→ SUPPLIED RECORDS
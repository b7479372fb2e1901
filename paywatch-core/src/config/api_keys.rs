//! API keys for blockchain explorer services.

#[derive(Debug, Clone, Default)]
pub struct ApiKeysConfig {
    /// Etherscan v2 key, shared by every EVM chain.
    pub etherscan_api_key: Option<String>,
    /// Sent as `TRON-PRO-API-KEY`; TronScan works without one at a lower rate limit.
    pub tronscan_api_key: Option<String>,
}
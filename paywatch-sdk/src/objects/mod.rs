pub mod chain;
pub mod order;
pub mod webhook;

pub use chain::{ChainType, UnknownChainType};
pub use order::{
    CreateOrderRequest, CreateOrderResponse, OrderStatus, OrderStatusRequest, OrderStatusResponse,
};
pub use webhook::OrderNotifyPayload;
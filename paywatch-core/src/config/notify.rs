/// Outgoing notification settings.
#[derive(Debug, Clone, Default)]
pub struct NotifyConfig {
    /// HMAC key used to sign merchant webhooks and to verify Service API requests.
    pub api_token: String,
    pub telegram: Option<TelegramConfig>,
}

#[derive(Debug, Clone)]
pub struct TelegramConfig {
    pub bot_token: String,
    pub chat_id: String,
}
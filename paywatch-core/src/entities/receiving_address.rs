use crate::framework::DatabaseProcessor;
use kanau::processor::Processor;
use paywatch_sdk::objects::ChainType;
use rust_decimal::Decimal;
use time::OffsetDateTime;

/// A wallet address payments are received on. Never deleted, only disabled.
#[derive(Debug, Clone, PartialEq, Eq, sqlx::FromRow)]
pub struct ReceivingAddress {
    pub address: String,
    #[sqlx(try_from = "String")]
    pub chain_type: ChainType,
    pub remark: String,
    pub enabled: bool,
    pub cached_balance: Decimal,
    pub balance_updated_at: Option<OffsetDateTime>,
}

#[derive(Debug, Clone)]
pub struct GetEnabledAddresses {
    pub chain: ChainType,
}

impl Processor<GetEnabledAddresses> for DatabaseProcessor {
    type Output = Vec<ReceivingAddress>;
    type Error = sqlx::Error;
    #[tracing::instrument(skip_all, err, name = "SQL:GetEnabledAddresses")]
    async fn process(
        &self,
        query: GetEnabledAddresses,
    ) -> Result<Vec<ReceivingAddress>, sqlx::Error> {
        sqlx::query_as::<_, ReceivingAddress>(
            r#"
            SELECT address, chain_type, remark, enabled, cached_balance, balance_updated_at
            FROM receiving_addresses
            WHERE chain_type = $1 AND enabled
            ORDER BY created_at, address
            "#,
        )
        .bind(query.chain.as_str())
        .fetch_all(&self.pool)
        .await
    }
}

#[derive(Debug, Clone)]
/// Insert an enabled address, or refresh the remark of an existing one.
/// An operator's disable is left untouched.
pub struct UpsertAddress {
    pub address: String,
    pub chain: ChainType,
    pub remark: String,
}

impl Processor<UpsertAddress> for DatabaseProcessor {
    type Output = ();
    type Error = sqlx::Error;
    #[tracing::instrument(skip_all, err, name = "SQL:UpsertAddress")]
    async fn process(&self, cmd: UpsertAddress) -> Result<(), sqlx::Error> {
        sqlx::query(
            r#"
            INSERT INTO receiving_addresses (address, chain_type, remark)
            VALUES ($1, $2, $3)
            ON CONFLICT (address, chain_type) DO UPDATE SET remark = EXCLUDED.remark
            "#,
        )
        .bind(cmd.address)
        .bind(cmd.chain.as_str())
        .bind(cmd.remark)
        .execute(&self.pool)
        .await?;
        Ok(())
    }
}

#[derive(Debug, Clone)]
pub struct SetAddressEnabled {
    pub address: String,
    pub chain: ChainType,
    pub enabled: bool,
}

impl Processor<SetAddressEnabled> for DatabaseProcessor {
    type Output = bool;
    type Error = sqlx::Error;
    #[tracing::instrument(skip_all, err, name = "SQL:SetAddressEnabled")]
    async fn process(&self, cmd: SetAddressEnabled) -> Result<bool, sqlx::Error> {
        let result = sqlx::query(
            "UPDATE receiving_addresses SET enabled = $3 WHERE address = $1 AND chain_type = $2",
        )
        .bind(cmd.address)
        .bind(cmd.chain.as_str())
        .bind(cmd.enabled)
        .execute(&self.pool)
        .await?;
        Ok(result.rows_affected() > 0)
    }
}

#[derive(Debug, Clone)]
pub struct UpdateAddressBalance {
    pub address: String,
    pub chain: ChainType,
    pub balance: Decimal,
}

impl Processor<UpdateAddressBalance> for DatabaseProcessor {
    type Output = bool;
    type Error = sqlx::Error;
    #[tracing::instrument(skip_all, err, name = "SQL:UpdateAddressBalance")]
    async fn process(&self, cmd: UpdateAddressBalance) -> Result<bool, sqlx::Error> {
        let result = sqlx::query(
            r#"
            UPDATE receiving_addresses
            SET cached_balance = $3, balance_updated_at = NOW()
            WHERE address = $1 AND chain_type = $2
            "#,
        )
        .bind(cmd.address)
        .bind(cmd.chain.as_str())
        .bind(cmd.balance)
        .execute(&self.pool)
        .await?;
        Ok(result.rows_affected() > 0)
    }
}
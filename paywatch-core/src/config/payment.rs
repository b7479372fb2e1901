use rust_decimal::Decimal;
use std::time::Duration;

/// Order creation and amount allocation settings.
#[derive(Debug, Clone)]
pub struct PaymentConfig {
    /// How long an order stays payable. Also the reservation TTL.
    pub window: Duration,
    /// Fiat per token. When unset, [`PaymentConfig::FALLBACK_RATE`] is used.
    pub forced_rate: Option<Decimal>,
    pub min_fiat_amount: Decimal,
    pub min_token_amount: Decimal,
    /// Upper bound on amount bumps before the pool counts as exhausted.
    pub max_increments: u32,
}

impl PaymentConfig {
    pub const FALLBACK_RATE: Decimal = Decimal::from_parts(64, 0, 0, false, 1);

    pub fn rate(&self) -> Decimal {
        self.forced_rate
            .filter(|rate| *rate > Decimal::ZERO)
            .unwrap_or(Self::FALLBACK_RATE)
    }
}

impl Default for PaymentConfig {
    fn default() -> Self {
        Self {
            window: Duration::from_secs(10 * 60),
            forced_rate: None,
            min_fiat_amount: Decimal::from_parts(1, 0, 0, false, 2),
            min_token_amount: Decimal::from_parts(1, 0, 0, false, 4),
            max_increments: 1000,
        }
    }
}

#[derive(Debug, Clone)]
pub struct ReconcileConfig {
    pub interval: Duration,
    /// Trailing window of transfers fetched on every cycle.
    pub lookback: Duration,
}

impl Default for ReconcileConfig {
    fn default() -> Self {
        Self {
            interval: Duration::from_secs(10),
            lookback: Duration::from_secs(24 * 60 * 60),
        }
    }
}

→ TASK GOAL
From the listing, copy every line where the string "used" appears.

→ EXERCISE ANSWER
    /// HMAC key used to sign merchant webhooks and to verify Service API requests.
    /// Fiat per token. When unset, [`PaymentConfig::FALLBACK_RATE`] is used.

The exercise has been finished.